Since the 1990’s the US government, for the first time, decided to unmask the yearly propaganda stunt by which the Cuban dictatorship and presents itself before the U.N. General Assembly as the victim of the imperialist monster.

In this occasion, Washington decided to submit eight amendments to the Cuban resolution against the US embargo. The content of the amendments touch upon  the lack of civil, political and economic  liberties, the absence of an independent judicial power, the existence of political prisoners, the regular beatings of detainees, as well as the suppression of free expression, the right to labor strikes, free trade unions and independent journalism.

The amendments are aimed at demanding that Cuba be accountable at the UN for the violation of the above mentioned rights.
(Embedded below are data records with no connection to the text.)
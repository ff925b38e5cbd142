// Connection handling module
// Serves a single accepted TCP connection

use hyper::server::conn::http1;
use hyper::service::service_fn;
use hyper_util::rt::TokioIo;
use std::sync::Arc;

use crate::config::AppState;
use crate::handler;
use crate::logger;

/// Serve one connection in a spawned task.
///
/// Every request on the connection goes through the request handler with
/// shared read-only access to the application state; nothing is mutated
/// after startup, so no locking is involved.
pub fn accept_connection(
    stream: tokio::net::TcpStream,
    peer_addr: std::net::SocketAddr,
    state: &Arc<AppState>,
) {
    let state = Arc::clone(state);
    tokio::spawn(async move {
        let io = TokioIo::new(stream);

        let conn = http1::Builder::new().keep_alive(true).serve_connection(
            io,
            service_fn(move |req| {
                let state = Arc::clone(&state);
                async move { handler::handle_request(req, &state, peer_addr) }
            }),
        );

        if let Err(err) = conn.await {
            logger::log_connection_error(&err);
        }
    });
}
//! In-memory store of the nodes and ways in an OpenStreetMap XML extract.
//!
//! The map is built in one pass over a stream of markup events and is read-only
//! afterwards:
//!
//! ```
//! use street_map::{StreetMap, Tagged};
//!
//! let map = StreetMap::from_xml_str(
//!     r#"<osm><node id="1" lat="47.1" lon="-122.3"><tag k="name" v="Park"/></node></osm>"#,
//! ).unwrap();
//! let node = map.node_by_id(1).unwrap();
//! assert_eq!(node.attribute("name"), Some("Park"));
//! ```

pub mod config;
pub mod data;
pub mod errors;
pub mod events;
pub mod parse_osm;
pub mod xml_source;

pub use data::osm::{Element, ElementRef, Location, Node, NodeId, Tagged, Way, WayId};
pub use data::tags::Tags;
pub use data::{Repository, StreetMap};
pub use errors::{Error, Result};
pub use events::{EventQueue, EventSource, MarkupEvent};
pub use xml_source::XmlEventSource;
use std::io;
use std::path::PathBuf;
use std::process::ExitCode;

use clap::Parser;
use log::{error, info};
use structured_logger::json::new_writer;
use structured_logger::Builder;

use street_map::config::{load_user_config, UserConfig};
use street_map::errors::Result;
use street_map::{ElementRef, StreetMap};

/// Load an OpenStreetMap XML extract and look up nodes and ways in it.
#[derive(Parser, Debug)]
#[command(version, about)]
struct Cli {
    /// JSON config file with `data_path` and optional `log_level`.
    #[arg(short, long, conflicts_with = "input")]
    config: Option<PathBuf>,

    /// .osm or .osm.xz file to read.
    #[arg(required_unless_present = "config")]
    input: Option<String>,

    /// Node ids to print.
    #[arg(long = "node")]
    nodes: Vec<u64>,

    /// Way ids to print.
    #[arg(long = "way")]
    ways: Vec<u64>,
}

fn setup_logging(level: &str) {
    Builder::with_level(level)
        .with_target_writer("*", new_writer(io::stderr()))
        .init();
}

fn user_config(cli: &Cli) -> Result<UserConfig> {
    match (&cli.config, &cli.input) {
        (Some(path), _) => load_user_config(path),
        (None, Some(input)) => Ok(UserConfig::for_input(input)),
        (None, None) => Err("Either --config or an input file is required".into()),
    }
}

fn run(cli: &Cli, config: &UserConfig) -> Result<()> {
    let map = StreetMap::open(&config.data_path)?;
    info!(nodes = map.node_count(), ways = map.way_count(); "Loaded street map");

    let requested = cli
        .nodes
        .iter()
        .map(|&id| ElementRef::Node(id))
        .chain(cli.ways.iter().map(|&id| ElementRef::Way(id)));
    for element_ref in requested {
        match map.element(element_ref) {
            Some(element) => println!("{}", serde_json::to_string_pretty(&element)?),
            None => println!("{element_ref:?} not found"),
        }
    }
    Ok(())
}

fn main() -> ExitCode {
    let cli = Cli::parse();

    let config = match user_config(&cli) {
        Ok(config) => config,
        Err(err) => {
            eprintln!("{err}");
            return ExitCode::FAILURE;
        }
    };
    setup_logging(&config.log_level);

    match run(&cli, &config) {
        Ok(()) => ExitCode::SUCCESS,
        Err(err) => {
            let message = err.to_string();
            error!(err = message.as_str(); "Failed to load street map");
            ExitCode::FAILURE
        }
    }
}
use std::io::BufRead;
use std::str;

use quick_xml::events::{BytesStart, Event};
use quick_xml::reader::Reader;

use crate::errors::Result;
use crate::events::{EventSource, MarkupEvent};

/// Feeds a quick-xml reader into the parser. Self-closing elements come out as
/// a start event followed by a matching end event.
pub struct XmlEventSource<R: BufRead> {
    reader: Reader<R>,
    buf: Vec<u8>,
    pending_end: Option<String>,
}

impl<R: BufRead> XmlEventSource<R> {
    pub fn from_reader(reader: R) -> Self {
        let mut reader = Reader::from_reader(reader);
        reader.trim_text(true);

        XmlEventSource {
            reader,
            buf: Vec::new(),
            pending_end: None,
        }
    }

    fn element_name(el: &BytesStart) -> Result<String> {
        Ok(str::from_utf8(el.name().as_ref())?.to_string())
    }

    fn start_event(el: &BytesStart) -> Result<MarkupEvent> {
        let mut attributes = Vec::new();
        for attribute_res in el.attributes() {
            let attribute = attribute_res?;
            let key = str::from_utf8(attribute.key.as_ref())?.to_string();
            let value = attribute.unescape_value()?.into_owned();
            attributes.push((key, value));
        }

        Ok(MarkupEvent::Start {
            name: Self::element_name(el)?,
            attributes,
        })
    }
}

impl<R: BufRead> EventSource for XmlEventSource<R> {
    fn next_event(&mut self) -> Result<Option<MarkupEvent>> {
        if let Some(name) = self.pending_end.take() {
            return Ok(Some(MarkupEvent::End { name }));
        }

        // if we don't keep a borrow elsewhere, we can clear the buffer to keep memory usage low
        self.buf.clear();
        let event = match self.reader.read_event_into(&mut self.buf)? {
            Event::Eof => return Ok(None),
            Event::Start(e) => Self::start_event(&e)?,
            Event::Empty(e) => {
                self.pending_end = Some(Self::element_name(&e)?);
                Self::start_event(&e)?
            }
            Event::End(e) => MarkupEvent::End {
                name: str::from_utf8(e.name().as_ref())?.to_string(),
            },
            _ => MarkupEvent::Other,
        };
        Ok(Some(event))
    }
}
The bewilderment in Havana was such that the Minister of Foreign Relations, Bruno Rodriguez, only reaction was that “those amendments are laughable”. His clumsiness is what is actually laughable.

The bad news for the dictatorship at the United Nations didn’t stop there.  The US also requested the Secretary General to take measures against the Cuban “Diplomatic Rapid Response Brigade” that interfered a working session at the ECOSOC chamber, to present the new U.S. campaign to denounce the existence of political prisoners in the Island.  Additionally, twenty-one former Latin American presidents have just qualified Cuba as a “criminal state.”

Meanwhile, on the island, the official and only labor union Cuban Workers Federation (CTC)  told the workers to stop insisting that their salary is insufficient, because there will be no increases until the two Cuban currencies in circulation are unified and the industrial production and services are increased.  (Which may be never?).

In the midst of these new concerns and the remarkable increase in political repression, including the threat of prohibiting the movement of the Ladies in White in Matanzas, the regime reported that have paid 2,600 million dollars to 14 creditor countries members of the Paris Club.  But that, far from being good news to regain the confidence of the financial markets, leaves a sea of ​​questions and suspicions floating in the air.

The country lacks cash to import.  Nor does it produces anything exportable except for medical services with their “white-robes slavery” project. Ironically, now sugar is being imported from France to what used to be the “Sugar Mill” of the world.

And now the last straw: a prestigious consulting firm, Havana Consulting Group, revealed that in 2017 private entrepreneurs brought  $2.39 billion outside of Cuba either to invest it or spend it in other countries, due to the absence of wholesale markets, limits to the growth of private companies and abusive taxes. General Raul Castro prefers them not to invest in their homeland or to prosper, nor to generate jobs, products and services that could provide a better standard of living in the country.

The $2.390 billion invested or spent abroad by the still aspiring entrepreneurs last year is the equivalent to 4.5 times the value of the sugar harvest of 2018. If that amount would have been invested in Cuba, the GDP would have not fallen, there would be more well-paid jobs, more production and services for nationals and tourists, less poverty and most likely, it would probably have been possible to reunite the two currencies circulating in the Island.

And here we return to the beginning of this editorial comment.  The main conflict of the Cubans is not the external, bilateral, with the United States. It is the clash between the needs and dreams of prosperity of the population and the totalitarian regime that does not allow any significant change for the right things to happen.

That is why the amendments presented by the United States at the United Nations to the Castro resolution on the embargo have all the logic of the world. Without the freedoms that Washington demands for Cubans in these amendments, it will not be possible to lift the internal blockade of the totalitarian state to bring about national prosperity.